Ah, here we go:
huggingface.co/ubergarm/Qwen3-235B-A22B-GGUF
Ubergarm is great. See this part in particular: huggingface.co/ubergarm/Qwen3-235B-A22B-GGUF#quic…
You will need to modify the syntax for 2x GPUs a bit. I’d recommend starting f16/f16 K/V cache with 32K (to see if that’s acceptable), and try not go lower than q8_0/q5_1 (as the V is more amenable to quantization).
brucethemoose@lemmy.world 3 days ago
Good! An MoE.
I can tell you from experience all Qwen models suck past 32K. What’s more, going over 32K, you have to run them in a special “mode” (YaRN) that degrades performance under 32K. This is particularly bad in vllm, as it does not support dynamic YaRN scaling.

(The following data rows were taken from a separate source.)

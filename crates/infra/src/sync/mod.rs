//! Background execution of registry operations
//!
//! - OperationWorker: claims due operations and runs them
//!
//! Lifecycles are explicit (start/stop) with tracked join handles and
//! cancellation support.

pub mod operation_worker;

pub use operation_worker::{BatchReport, OperationWorker, OperationWorkerConfig};
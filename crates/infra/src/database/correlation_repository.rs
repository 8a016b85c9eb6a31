//! Correlation record repository
//!
//! One row per `(object_type, object_id, provider_id)`. Guarded writes
//! compare the stored transport id inside the UPDATE itself, so a
//! superseded submission can never overwrite a newer one.

use std::sync::Arc;

use async_trait::async_trait;
use regsync_common::storage::{SqlCipherConnection, StorageError, StorageResult};
use regsync_core::correlation::CorrelationRepository;
use regsync_domain::{CorrelationKey, CorrelationRecord, ObjectType, Result as DomainResult};
use rusqlite::{params, Row};
use tokio::task;

use super::columns::{optional_provider, parse_column, provider_column};
use super::manager::DbManager;
use crate::errors::{map_join_error, map_storage_error};

const COLUMNS: &str = "object_type, object_id, provider_id, house_id, external_id, code, status,
     deleted, transport_id, batch_id, submitted_at, last_error, saved_at, created_at, updated_at";

/// SqlCipher-based correlation repository
pub struct SqlCipherCorrelationRepository {
    db: Arc<DbManager>,
}

impl SqlCipherCorrelationRepository {
    pub fn new(db: Arc<DbManager>) -> Self {
        Self { db }
    }
}

#[async_trait]
impl CorrelationRepository for SqlCipherCorrelationRepository {
    async fn get_or_create(
        &self,
        key: &CorrelationKey,
        house_id: Option<&str>,
        now: i64,
    ) -> DomainResult<CorrelationRecord> {
        let db = Arc::clone(&self.db);
        let fresh = CorrelationRecord::new(key.clone(), house_id.map(str::to_string), now);

        task::spawn_blocking(move || -> DomainResult<CorrelationRecord> {
            let conn = db.get_connection()?;
            insert_if_absent(&conn, &fresh).map_err(map_storage_error)?;
            query_by_key(&conn, &fresh.key())
                .map_err(map_storage_error)?
                .ok_or_else(|| {
                    regsync_domain::RegSyncError::Database(format!(
                        "correlation {} vanished after insert",
                        fresh.key()
                    ))
                })
        })
        .await
        .map_err(map_join_error)?
    }

    async fn find(&self, key: &CorrelationKey) -> DomainResult<Option<CorrelationRecord>> {
        let db = Arc::clone(&self.db);
        let key = key.clone();

        task::spawn_blocking(move || -> DomainResult<Option<CorrelationRecord>> {
            let conn = db.get_connection()?;
            query_by_key(&conn, &key).map_err(map_storage_error)
        })
        .await
        .map_err(map_join_error)?
    }

    async fn find_by_transport_id(
        &self,
        transport_id: &str,
    ) -> DomainResult<Option<CorrelationRecord>> {
        let db = Arc::clone(&self.db);
        let transport_id = transport_id.to_string();

        task::spawn_blocking(move || -> DomainResult<Option<CorrelationRecord>> {
            let conn = db.get_connection()?;
            query_by_transport_id(&conn, &transport_id).map_err(map_storage_error)
        })
        .await
        .map_err(map_join_error)?
    }

    async fn find_by_batch(&self, batch_id: &str) -> DomainResult<Vec<CorrelationRecord>> {
        let db = Arc::clone(&self.db);
        let batch_id = batch_id.to_string();

        task::spawn_blocking(move || -> DomainResult<Vec<CorrelationRecord>> {
            let conn = db.get_connection()?;
            query_by_batch(&conn, &batch_id).map_err(map_storage_error)
        })
        .await
        .map_err(map_join_error)?
    }

    async fn upsert(&self, record: &CorrelationRecord) -> DomainResult<()> {
        let db = Arc::clone(&self.db);
        let record = record.clone();

        task::spawn_blocking(move || -> DomainResult<()> {
            let conn = db.get_connection()?;
            upsert_record(&conn, &record).map_err(map_storage_error)
        })
        .await
        .map_err(map_join_error)?
    }

    async fn upsert_if_current(
        &self,
        record: &CorrelationRecord,
        expected_transport_id: &str,
    ) -> DomainResult<bool> {
        let db = Arc::clone(&self.db);
        let record = record.clone();
        let expected = expected_transport_id.to_string();

        task::spawn_blocking(move || -> DomainResult<bool> {
            let conn = db.get_connection()?;
            update_if_current(&conn, &record, &expected).map_err(map_storage_error)
        })
        .await
        .map_err(map_join_error)?
    }
}

// ============================================================================
// SQL Operations (synchronous)
// ============================================================================

fn insert_if_absent(conn: &SqlCipherConnection, record: &CorrelationRecord) -> StorageResult<()> {
    conn.execute(
        "INSERT OR IGNORE INTO correlation_records
            (object_type, object_id, provider_id, house_id, status, deleted, created_at, updated_at)
         VALUES (?1, ?2, ?3, ?4, ?5, 0, ?6, ?7)",
        params![
            record.object_type.as_str(),
            &record.object_id,
            provider_column(record.provider_id.as_deref()),
            &record.house_id,
            record.status.as_str(),
            record.created_at,
            record.updated_at,
        ],
    )?;
    Ok(())
}

fn upsert_record(conn: &SqlCipherConnection, record: &CorrelationRecord) -> StorageResult<()> {
    conn.execute(
        "INSERT INTO correlation_records
            (object_type, object_id, provider_id, house_id, external_id, code, status, deleted,
             transport_id, batch_id, submitted_at, last_error, saved_at, created_at, updated_at)
         VALUES (?1, ?2, ?3, ?4, ?5, ?6, ?7, ?8, ?9, ?10, ?11, ?12, ?13, ?14, ?15)
         ON CONFLICT (object_type, object_id, provider_id) DO UPDATE SET
            house_id = excluded.house_id,
            external_id = excluded.external_id,
            code = excluded.code,
            status = excluded.status,
            deleted = excluded.deleted,
            transport_id = excluded.transport_id,
            batch_id = excluded.batch_id,
            submitted_at = excluded.submitted_at,
            last_error = excluded.last_error,
            saved_at = excluded.saved_at,
            updated_at = excluded.updated_at",
        params![
            record.object_type.as_str(),
            &record.object_id,
            provider_column(record.provider_id.as_deref()),
            &record.house_id,
            &record.external_id,
            &record.code,
            record.status.as_str(),
            record.deleted,
            &record.transport_id,
            &record.batch_id,
            record.submitted_at,
            &record.last_error,
            record.saved_at,
            record.created_at,
            record.updated_at,
        ],
    )?;
    Ok(())
}

fn update_if_current(
    conn: &SqlCipherConnection,
    record: &CorrelationRecord,
    expected_transport_id: &str,
) -> StorageResult<bool> {
    let changed = conn.execute(
        "UPDATE correlation_records SET
            house_id = ?4, external_id = ?5, code = ?6, status = ?7, deleted = ?8,
            transport_id = ?9, batch_id = ?10, submitted_at = ?11, last_error = ?12,
            saved_at = ?13, updated_at = ?14
         WHERE object_type = ?1 AND object_id = ?2 AND provider_id = ?3
           AND transport_id = ?15",
        params![
            record.object_type.as_str(),
            &record.object_id,
            provider_column(record.provider_id.as_deref()),
            &record.house_id,
            &record.external_id,
            &record.code,
            record.status.as_str(),
            record.deleted,
            &record.transport_id,
            &record.batch_id,
            record.submitted_at,
            &record.last_error,
            record.saved_at,
            record.updated_at,
            expected_transport_id,
        ],
    )?;
    Ok(changed > 0)
}

fn query_by_key(
    conn: &SqlCipherConnection,
    key: &CorrelationKey,
) -> StorageResult<Option<CorrelationRecord>> {
    let sql = format!(
        "SELECT {COLUMNS} FROM correlation_records
         WHERE object_type = ?1 AND object_id = ?2 AND provider_id = ?3"
    );

    match conn.query_row(
        &sql,
        params![
            key.object_type.as_str(),
            &key.object_id,
            provider_column(key.provider_id.as_deref())
        ],
        map_correlation_row,
    ) {
        Ok(record) => Ok(Some(record)),
        Err(StorageError::Rusqlite(rusqlite::Error::QueryReturnedNoRows)) => Ok(None),
        Err(err) => Err(err),
    }
}

fn query_by_transport_id(
    conn: &SqlCipherConnection,
    transport_id: &str,
) -> StorageResult<Option<CorrelationRecord>> {
    let sql = format!(
        "SELECT {COLUMNS} FROM correlation_records WHERE transport_id = ?1
         ORDER BY updated_at DESC LIMIT 1"
    );

    match conn.query_row(&sql, params![transport_id], map_correlation_row) {
        Ok(record) => Ok(Some(record)),
        Err(StorageError::Rusqlite(rusqlite::Error::QueryReturnedNoRows)) => Ok(None),
        Err(err) => Err(err),
    }
}

fn query_by_batch(
    conn: &SqlCipherConnection,
    batch_id: &str,
) -> StorageResult<Vec<CorrelationRecord>> {
    let sql = format!(
        "SELECT {COLUMNS} FROM correlation_records WHERE batch_id = ?1
         ORDER BY object_type, object_id"
    );

    let mut stmt = conn.prepare(&sql)?;
    stmt.query_map(params![batch_id], map_correlation_row)
}

fn map_correlation_row(row: &Row<'_>) -> rusqlite::Result<CorrelationRecord> {
    let object_type: String = row.get(0)?;
    let provider_id: String = row.get(2)?;

    Ok(CorrelationRecord {
        object_type: ObjectType::from(object_type),
        object_id: row.get(1)?,
        provider_id: optional_provider(provider_id),
        house_id: row.get(3)?,
        external_id: row.get(4)?,
        code: row.get(5)?,
        status: parse_column(row, 6)?,
        deleted: row.get(7)?,
        transport_id: row.get(8)?,
        batch_id: row.get(9)?,
        submitted_at: row.get(10)?,
        last_error: row.get(11)?,
        saved_at: row.get(12)?,
        created_at: row.get(13)?,
        updated_at: row.get(14)?,
    })
}

// ============================================================================
// Tests
// ============================================================================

Also, you lose a lot of quality with FP8/AWQ quantization unless it’s native FP8 (like deepseek). Exllama and ik_llama.cpp quants are much tighter, and their low batch performance is still quite good. Also, VLLM has no good K/V cache quantization (its FP8 destroys quality), while llama.cpp’s is good, and exllama’s is excellent.
Honestly, you should be set now. I can get 16+ t/s with Hunyuan 70B (which is 13B active) on a 7800 CPU/3090 GPU system with ik_llama.cpp. That rig (8 channel DDR5, and plenty of it, vs my 2 channels) should at least double that with 235B, with the right quantization, and you could speed it up by throwing in 2 more 4090s. The project is explicitly optimized for your exact rig, basically :)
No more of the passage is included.